Billet de blog 2 déc. 2017

Quand Goupil devient Margot

Gifler les gaullistes d’un ‘‘ bal tragique à Colombey’’ à la une, vous a tout de même une autre gueule que la vexation chronique de la frange la plus faible de notre société. Caricaturer, c’est esquinter le portrait des grands pour qu’ils rabattent de leur hubris et non martyriser les sempiternels souffre-douleur, soldes des comptes « colonisations » et « esclavage »

Belab
Abonné·e de Mediapart

Ce blog est personnel, la rédaction n’est pas à l’origine de ses contenus.

  Billet précédent https://blogs.mediapart.fr/edition/lescarbille/article/231117/du-mechoui-de-pieds-de-porcs-la-curee-des-hyenes-et-des-vautours.

Quand Goupil devient Margot

Pour ce qui est de la crise de nerfs (feinte) de Riss, patron de Charlie Hebdo.

Rappel des faits. Manuel Valls, Caroline Fourest et Charlie Hebdo ont accusé Edwy Plenel et Mediapart de complicité et de collusion avec Tarik Ramadan. Edwy Plenel a répondu à ses détracteurs et les a accusés en retour de nourrir l’hystérie autour de l’islamophobie. Le célèbre moustachu aurait dit, selon Riss (qui pour la circonstance tronqua, déloyalement, les propos d’Edwy Plenel, Cf. précédent billet de l’Escarbille du Club Mediapart), que « la une de Charlie Hebdo fait partie d’une campagne générale de guerre aux musulmans ». La « une » en question est celle qui montre une caricature de Tarik Ramadan en proie à une turgescence gargantuesque qualifiée de 6ième pilier de l’islam.

 À ce propos, le Gaulois colérique rennais, dédaigneux, écrit : « Charlie Hebdo donne dans la caricature des tables à encrier du C.M.1 de l’école communale de mon enfance, de ses ‘’ waterclosets’’ aussi, sur les murs desquels proliféraient une mosaïque de virgules suspectes couleur « caca d’oie » et des graffitis tels que ‘’Nico PD sexuel’’, et autres gracieusetés qui faisaient le désespoir de Mme Romagnolo , la dame de service » (…) « Le professeur Choron se retournerait dans sa tombe, le rouge au front , tant ses héritiers, besogneux, donnent dans l’infiniment petit . '' (…) Gifler les gaullistes d’un ‘‘ bal tragique à Colombey’’ à la une, vous a tout de même une autre gueule que la vexation chronique de la frange la plus faible de notre société.

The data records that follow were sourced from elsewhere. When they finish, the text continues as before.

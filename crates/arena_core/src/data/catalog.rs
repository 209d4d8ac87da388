//! The card catalog: every card definition available to a process.
//!
//! Loaded once, validated, then shared read-only (usually as
//! `Arc<CardCatalog>`) by every match, agent and tool.

use std::collections::HashMap;

use serde::{Deserialize, Serialize};

use super::card_data::{CardDefinition, StatusEffect};
use crate::error::{GameError, Result};
use crate::math::Fixed;

/// Largest hp, shield, damage or burn rate a card may declare.
pub const MAX_CARD_STAT: u32 = 1_000_000;

/// Largest mana cost a card may declare.
pub const MAX_CARD_COST: u32 = 1_000;

/// Catalog embedded into the binary.
const BUILTIN_CATALOG: &str = include_str!("../../assets/cards.ron");

/// On-disk shape of a catalog file.
#[derive(Debug, Clone, Default, Serialize, Deserialize)]
pub struct CatalogFile {
    /// Card definitions in authoring order.
    pub cards: Vec<CardDefinition>,
}

/// Immutable lookup table of card definitions.
#[derive(Debug, Clone, Default)]
pub struct CardCatalog {
    cards: Vec<CardDefinition>,
    index: HashMap<String, usize>,
}

impl CardCatalog {
    /// Build a catalog from definitions, validating it.
    pub fn new(cards: Vec<CardDefinition>) -> Result<Self> {
        let errors = validate_cards(&cards);
        if !errors.is_empty() {
            return Err(GameError::InvalidCatalog(errors.join("; ")));
        }

        let index = cards
            .iter()
            .enumerate()
            .map(|(i, card)| (card.id.clone(), i))
            .collect();

        Ok(Self { cards, index })
    }

    /// Parse and validate a catalog from RON text.
    ///
    /// `source_name` only appears in error messages.
    pub fn from_ron_str(text: &str, source_name: &str) -> Result<Self> {
        let file: CatalogFile = ron::from_str(text).map_err(|e| GameError::CatalogParse {
            source_name: source_name.to_string(),
            message: e.to_string(),
        })?;
        Self::new(file.cards)
    }

    /// The catalog shipped with the crate.
    pub fn builtin() -> Result<Self> {
        Self::from_ron_str(BUILTIN_CATALOG, "builtin")
    }

    /// Look up a card by id.
    #[must_use]
    pub fn get(&self, id: &str) -> Option<&CardDefinition> {
        self.index.get(id).map(|&i| &self.cards[i])
    }

    /// Look up a card by id, failing with [`GameError::UnknownCard`].
    pub fn require(&self, id: &str) -> Result<&CardDefinition> {
        self.get(id)
            .ok_or_else(|| GameError::UnknownCard(id.to_string()))
    }

    /// Whether a card id is known.
    #[must_use]
    pub fn contains(&self, id: &str) -> bool {
        self.index.contains_key(id)
    }

    /// All cards in authoring order.
    pub fn iter(&self) -> impl Iterator<Item = &CardDefinition> {
        self.cards.iter()
    }

    /// Number of cards.
    #[must_use]
    pub fn len(&self) -> usize {
        self.cards.len()
    }

    /// Whether the catalog has no cards.
    #[must_use]
    pub fn is_empty(&self) -> bool {
        self.cards.is_empty()
    }
}

/// Check a set of definitions for consistency.
///
/// Checks that:
/// - Card ids are unique
/// - Combatants have a positive attack cadence
/// - Spawners reference known cards
/// - Spells have a splash radius
/// - Instance counts and caps are coherent
/// - Costs and stats stay within [`MAX_CARD_COST`] and [`MAX_CARD_STAT`]
///
/// Returns a list of validation errors.
#[must_use]
pub fn validate_cards(cards: &[CardDefinition]) -> Vec<String> {
    let mut errors = Vec::new();
    let mut seen: HashMap<&str, usize> = HashMap::new();

    for card in cards {
        *seen.entry(card.id.as_str()).or_default() += 1;
    }
    let mut duplicates: Vec<&str> = seen
        .iter()
        .filter(|(_, &count)| count > 1)
        .map(|(&id, _)| id)
        .collect();
    duplicates.sort_unstable();
    for id in duplicates {
        errors.push(format!("Duplicate card id '{id}'"));
    }

    for card in cards {
        if card.cost > MAX_CARD_COST {
            errors.push(format!(
                "Card '{}' costs {} (max {MAX_CARD_COST})",
                card.id, card.cost
            ));
        }
        let burn = match card.effect {
            Some(StatusEffect::Burn {
                damage_per_second, ..
            }) => damage_per_second,
            _ => 0,
        };
        for (stat, value) in [
            ("hp", card.hp),
            ("shield", card.shield),
            ("damage", card.damage),
            ("burn", burn),
        ] {
            if value > MAX_CARD_STAT {
                errors.push(format!(
                    "Card '{}' has {stat} {value} (max {MAX_CARD_STAT})",
                    card.id
                ));
            }
        }

        if card.is_combatant() && card.attack_cadence <= Fixed::ZERO {
            errors.push(format!(
                "Card '{}' deals damage but has no attack cadence",
                card.id
            ));
        }

        if let Some(spawner) = &card.spawner {
            if !seen.contains_key(spawner.unit_id.as_str()) {
                errors.push(format!(
                    "Card '{}' spawns unknown card '{}'",
                    card.id, spawner.unit_id
                ));
            }
            if spawner.interval <= Fixed::ZERO {
                errors.push(format!("Card '{}' has a non-positive spawn interval", card.id));
            }
        }

        if let Some(production) = &card.mana_production {
            if production.interval <= Fixed::ZERO {
                errors.push(format!(
                    "Card '{}' has a non-positive production interval",
                    card.id
                ));
            }
        }

        if card.is_spell() && card.splash_radius.is_none() {
            errors.push(format!("Spell '{}' has no splash radius", card.id));
        }

        if card.is_combatant()
            && card.splash_radius.is_some()
            && card.may_target_tower()
            && !card.hits_tower
        {
            errors.push(format!(
                "Card '{}' splashes at the base but cannot damage it (set hits_tower)",
                card.id
            ));
        }

        if card.instance_count == 0 {
            errors.push(format!("Card '{}' creates zero instances", card.id));
        }

        if let Some(cap) = card.max_instances {
            if cap < card.instance_count {
                errors.push(format!(
                    "Card '{}' caps at {} but deploys {} instances",
                    card.id, cap, card.instance_count
                ));
            }
        }

        if card.lifetime.is_some_and(|lifetime| lifetime <= Fixed::ZERO) {
            errors.push(format!("Card '{}' has a non-positive lifetime", card.id));
        }
    }

    errors
}

#[cfg(test)]
mod tests {
    use super::*;
    use crate::data::{CardType, SpawnerSpec};

    fn card(id: &str, card_type: CardType) -> CardDefinition {
        CardDefinition {
            id: id.to_string(),
            name: id.to_string(),
            card_type,
            cost: 3,
            hp: 300,
            damage: 50,
            speed: Fixed::ONE,
            range: Fixed::ONE,
            attack_cadence: Fixed::ONE,
            splash_radius: None,
            instance_count: 1,
            favorite_target: None,
            spawner: None,
            lifetime: None,
            mana_production: None,
            effect: None,
            shield: 0,
            charge: None,
            projectile: None,
            self_destruct: false,
            hits_tower: false,
            can_target_air: true,
            max_instances: None,
        }
    }

    #[test]
    fn test_builtin_catalog_is_valid() {
        let catalog = CardCatalog::builtin().unwrap();
        assert!(catalog.len() >= 20);
        assert!(catalog.get("knight").is_some());
        assert!(catalog.get("mana_collector").is_some());
        assert!(catalog.get("no_such_card").is_none());
    }

    #[test]
    fn test_builtin_catalog_covers_every_trait() {
        let catalog = CardCatalog::builtin().unwrap();
        assert!(catalog.iter().any(|c| c.splash_radius.is_some() && !c.is_spell()));
        assert!(catalog.iter().any(|c| c.instance_count > 1));
        assert!(catalog.iter().any(|c| c.favorite_target.is_some()));
        assert!(catalog.iter().any(|c| c.spawner.as_ref().is_some_and(|s| s.on_deploy)));
        assert!(catalog.iter().any(|c| c.lifetime.is_some()));
        assert!(catalog.iter().any(|c| c.mana_production.is_some()));
        assert!(catalog.iter().any(|c| c.effect.is_some()));
        assert!(catalog.iter().any(|c| c.shield > 0));
        assert!(catalog.iter().any(|c| c.charge.is_some()));
        assert!(catalog.iter().any(|c| c.self_destruct));
        assert!(catalog.iter().any(|c| c.hits_tower));
        assert!(catalog.iter().any(|c| !c.can_target_air));
        assert!(catalog.iter().any(|c| c.max_instances.is_some()));
    }

    #[test]
    fn test_duplicate_ids_rejected() {
        let cards = vec![card("a", CardType::Ground), card("a", CardType::Ground)];
        let errors = validate_cards(&cards);
        assert_eq!(errors.len(), 1);
        assert!(errors[0].contains("Duplicate"));
        assert!(CardCatalog::new(cards).is_err());
    }

    #[test]
    fn test_spawner_reference_checked() {
        let mut hut = card("hut", CardType::Building);
        hut.spawner = Some(SpawnerSpec {
            unit_id: "ghost".to_string(),
            interval: Fixed::from_num(5),
            count: 1,
            on_deploy: false,
        });
        let errors = validate_cards(&[hut]);
        assert!(errors.iter().any(|e| e.contains("unknown card 'ghost'")));
    }

    #[test]
    fn test_spell_requires_splash() {
        let spell = card("bolt", CardType::Spell);
        let errors = validate_cards(&[spell]);
        assert!(errors.iter().any(|e| e.contains("splash")));
    }

    #[test]
    fn test_oversized_stats_rejected() {
        let mut fortress = card("fortress", CardType::Building);
        fortress.hp = 50_000_000;
        fortress.lifetime = Some(Fixed::from_num(70));
        let mut whale = card("whale", CardType::Ground);
        whale.cost = u32::MAX;
        whale.damage = MAX_CARD_STAT;

        let errors = validate_cards(&[fortress, whale]);
        assert_eq!(errors.len(), 2);
        assert!(errors.iter().any(|e| e.contains("'fortress' has hp 50000000")));
        assert!(errors.iter().any(|e| e.contains("'whale' costs")));
    }

    #[test]
    fn test_cap_below_instance_count_rejected() {
        let mut swarm = card("swarm", CardType::Ground);
        swarm.instance_count = 3;
        swarm.max_instances = Some(2);
        assert_eq!(validate_cards(&[swarm]).len(), 1);
    }

    #[test]
    fn test_parse_error_names_source() {
        let err = CardCatalog::from_ron_str("(cards: [oops])", "broken.ron").unwrap_err();
        assert!(err.to_string().contains("broken.ron"));
    }

    #[test]
    fn test_require_unknown_card() {
        let catalog = CardCatalog::new(vec![card("a", CardType::Ground)]).unwrap();
        assert!(catalog.require("a").is_ok());
        assert!(matches!(
            catalog.require("b"),
            Err(GameError::UnknownCard(id)) if id == "b"
        ));
    }
}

Caricaturer, c’est esquinter le portrait des grands pour qu’ils rabattent de leur hubris et non  martyriser  les  sempiternels  souffre-douleur,  soldes  des  comptes « colonisations » et « esclavage » ''  semble  hurler  la  statue  du Commandeur, ci-devant trépassé Professeur Choron, figée, le « sceptre » à la main, dans une sainte colère pour les siècles des siècles ».

Riss, l’actuel patron de Charlie Hebdo, qui oscillait entre Gargamelle et le Schtroumpf benêt, (sur) joue les schtroumpfeurs de flûte, se pique de machiavélisme et squatte, à la moindre occasion, le costume du  schtroumpf noir peint en bleu : « '' La UNE de Charlie Hebdo fait partie d’une campagne  générale  de  guerre  aux  musulmans '' est  une  phrase que  nous  ne  pardonnerons  jamais, écrit-il. En la prononçant, Plénel condamne à mort une deuxième fois Charlie Hebdo ».

Constatons que Riss donne dans le pathos et vire positivement au nécrophage.

Comment ? Ceux qui n’ont à la bouche que les mots de « liberté d’expression », « droit au blasphème », « droit à l’insolence » refusent le contradictoire et s’offusquent comme les ¾ pucelles du couvent de Sainte Nitouche. Ils en appellent même à « leurs Martyrs » !
Non. Qu’on laisse les morts au chagrin respectable de leurs proches.

À ce sujet, dans un précédent billet, l’Escarbille du Club Mediapart décrit comment Philippe Val mena au casse-pipe l’équipe de Charlie Hebdo (https://blogs.mediapart.fr/edition/lescarbille/article/011017/comment-val-et-malka-ont-amene-au-casse-pipe-l-equipe-de-charlie-hebdo). Riss veut manifestement suivre ce chemin, meurtrier, qui avait enrichi l’ex-directeur du journal satirique.

Puisque les oreilles des uns et des autres sont devenues hypersensibles, je suis sûr qu’Edwy Plenel ne s’offenserait pas si on venait à remplacer le mot « guerre » par « attaque » « assaut » ou tout simplement « discourtoisie ostentatoire » : après tout, l’hypocrisie, comme les abysses, n’a pas de fond. Une fois que nous aurions concédé cette correction « capitale », la dite « discourtoisie ostentatoire contre les musulmans’’ n’en demeurerait  pas  moins  vraie : depuis des décennies, n’a-t-elle  pas  constitué,  ad nauseam, le  fonds  de  commerce des lobbies S.H.A.F., de  Mlle    Caroline    Fourest    (https://blogs.mediapart.fr/edition/lescarbille/article/231116/melle-caroline-fourest-egerie-du-mouvement-gay-et-lesbien) de  Mme  Badinter ( https://blogs.mediapart.fr/edition/lescarbille/article/210717/elisabeth-badinter-un-creve-coeur-0 ) de Charlie Hebdo et de nos medias, en général ?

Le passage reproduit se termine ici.